> Work instruction
Reproduce only the stretch of entries below that begins at the first line and ends at the line holding "let mut values = Vec::new();".
#### Data ####
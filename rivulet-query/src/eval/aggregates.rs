//! SPARQL aggregates over grouped rows.
//!
//! Aggregate closures read the [`rivulet_core::GroupSlice`] attached
//! to grouped mappings; evaluating one against a mapping with no group
//! state is the fatal `AggregationOutsideGroup` error.
//!
//! Input handling follows the usual rules: rows where the inner
//! expression errors or is unbound contribute nothing, DISTINCT
//! deduplicates by canonical N-Triples form, empty input yields 0 for
//! COUNT/SUM/AVG and an evaluation error for MIN/MAX/SAMPLE.

use super::{compare, compile, numeric, CompiledExpression, FunctionRegistry};
use crate::error::{QueryError, Result};
use rivulet_core::{Bindings, Expression, Term};
use std::collections::HashSet;
use std::sync::Arc;

/// Collect the aggregate input values of one group.
pub(crate) fn collect_input(
    mu: &Bindings,
    inner: Option<&CompiledExpression>,
    distinct: bool,
) -> Result<Vec<Term>> {
    let group = mu
        .group()
        .ok_or(QueryError::AggregationOutsideGroup)?
        .clone();
    let mut values = Vec::new();
    if let Some(inner) = inner {
        for index in 0..group.len() {
            let row = group.row(index);
            match inner(&row) {
                Ok(Some(term)) if !term.is_unbound() => values.push(term),
                Ok(_) => {}
                Err(e) if e.is_recoverable() => {}
                Err(e) => return Err(e),
            }
        }
    }
    if distinct {
        let mut seen = HashSet::new();
        values.retain(|term| seen.insert(term.to_string()));
    }
    Ok(values)
}

/// Compile an aggregate node.
pub fn compile_aggregate(
    aggregation: &str,
    inner: Option<&Expression>,
    distinct: bool,
    separator: Option<Arc<str>>,
    registry: &FunctionRegistry,
) -> Result<CompiledExpression> {
    let aggregation = aggregation.to_ascii_lowercase();
    let inner = inner.map(|e| compile(e, registry)).transpose()?;
    match aggregation.as_str() {
        "count" | "sum" | "avg" | "min" | "max" | "group_concat" | "sample" => {}
        other => return Err(QueryError::UnknownFunction(format!("aggregate {other}"))),
    }
    Ok(Arc::new(move |mu: &Bindings| {
        // COUNT(*) counts rows, not values.
        if aggregation == "count" && inner.is_none() {
            let group = mu.group().ok_or(QueryError::AggregationOutsideGroup)?;
            return Ok(Some(Term::integer(group.len() as i64)));
        }
        let values = collect_input(mu, inner.as_ref(), distinct)?;
        apply(&aggregation, &values, separator.as_deref()).map(Some)
    }))
}

fn apply(aggregation: &str, values: &[Term], separator: Option<&str>) -> Result<Term> {
    match aggregation {
        "count" => Ok(Term::integer(values.len() as i64)),
        "sum" => sum(values),
        "avg" => {
            if values.is_empty() {
                return Ok(Term::integer(0));
            }
            let total = sum(values)?;
            numeric::arithmetic("/", &total, &Term::integer(values.len() as i64))
        }
        "min" => values
            .iter()
            .min_by(|a, b| compare::order_terms(Some(a), Some(b)))
            .cloned()
            .ok_or_else(|| QueryError::expression("MIN over an empty group")),
        "max" => values
            .iter()
            .max_by(|a, b| compare::order_terms(Some(a), Some(b)))
            .cloned()
            .ok_or_else(|| QueryError::expression("MAX over an empty group")),
        "group_concat" => {
            let separator = separator.unwrap_or(" ");
            let parts: Vec<&str> = values
                .iter()
                .map(|term| match term {
                    Term::Literal(lit) => lit.value.as_ref(),
                    Term::Iri(iri) => iri.as_ref(),
                    Term::BlankNode(id) => id.as_ref(),
                    _ => "",
                })
                .collect();
            Ok(Term::literal(parts.join(separator)))
        }
        "sample" => values
            .first()
            .cloned()
            .ok_or_else(|| QueryError::expression("SAMPLE over an empty group")),
        other => Err(QueryError::UnknownFunction(format!("aggregate {other}"))),
    }
}

fn sum(values: &[Term]) -> Result<Term> {
    let mut total = Term::integer(0);
    for value in values {
        total = numeric::arithmetic("+", &total, value)?;
    }
    Ok(total)
}

#[cfg(test)]
mod tests {
    use super::*;
    use rivulet_core::GroupSlice;

    fn grouped(values: &[i64]) -> Bindings {
        let rows: Vec<Bindings> = values
            .iter()
            .map(|n| {
                let mut row = Bindings::new();
                row.insert("x", Term::integer(*n));
                row
            })
            .collect();
        let mut mu = Bindings::new();
        mu.set_group(Arc::new(GroupSlice::from_rows(&rows)));
        mu
    }

    fn run(aggregation: &str, distinct: bool, mu: &Bindings) -> Result<Option<Term>> {
        let registry = FunctionRegistry::default();
        let compiled = compile_aggregate(
            aggregation,
            Some(&Expression::variable("x")),
            distinct,
            None,
            &registry,
        )
        .unwrap();
        compiled(mu)
    }

    #[test]
    fn test_sum_avg_count() {
        let mu = grouped(&[1, 2, 3, 2]);
        assert_eq!(run("sum", false, &mu).unwrap(), Some(Term::integer(8)));
        assert_eq!(run("count", false, &mu).unwrap(), Some(Term::integer(4)));
        assert_eq!(run("count", true, &mu).unwrap(), Some(Term::integer(3)));
        assert_eq!(
            run("avg", false, &mu).unwrap(),
            Some(Term::typed_literal(
                "2",
                rivulet_core::vocab::xsd::DECIMAL
            ))
        );
    }

    #[test]
    fn test_aggregate_outside_group_is_fatal() {
        let mu = Bindings::new();
        let err = run("sum", false, &mu).unwrap_err();
        assert!(matches!(err, QueryError::AggregationOutsideGroup));
    }

    #[test]
    fn test_min_over_empty_group_is_recoverable() {
        let mu = grouped(&[]);
        let err = run("min", false, &mu).unwrap_err();
        assert!(err.is_recoverable());
    }
}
####
> The completed task
filename rivulet-query/src/eval/aggregates.rs
//! SPARQL aggregates over grouped rows.
//!
//! Aggregate closures read the [`rivulet_core::GroupSlice`] attached
//! to grouped mappings; evaluating one against a mapping with no group
//! state is the fatal `AggregationOutsideGroup` error.
//!
//! Input handling follows the usual rules: rows where the inner
//! expression errors or is unbound contribute nothing, DISTINCT
//! deduplicates by canonical N-Triples form, empty input yields 0 for
//! COUNT/SUM/AVG and an evaluation error for MIN/MAX/SAMPLE.

use super::{compare, compile, numeric, CompiledExpression, FunctionRegistry};
use crate::error::{QueryError, Result};
use rivulet_core::{Bindings, Expression, Term};
use std::collections::HashSet;
use std::sync::Arc;

/// Collect the aggregate input values of one group.
pub(crate) fn collect_input(
    mu: &Bindings,
    inner: Option<&CompiledExpression>,
    distinct: bool,
) -> Result<Vec<Term>> {
    let group = mu
        .group()
        .ok_or(QueryError::AggregationOutsideGroup)?
        .clone();
    let mut values = Vec::new();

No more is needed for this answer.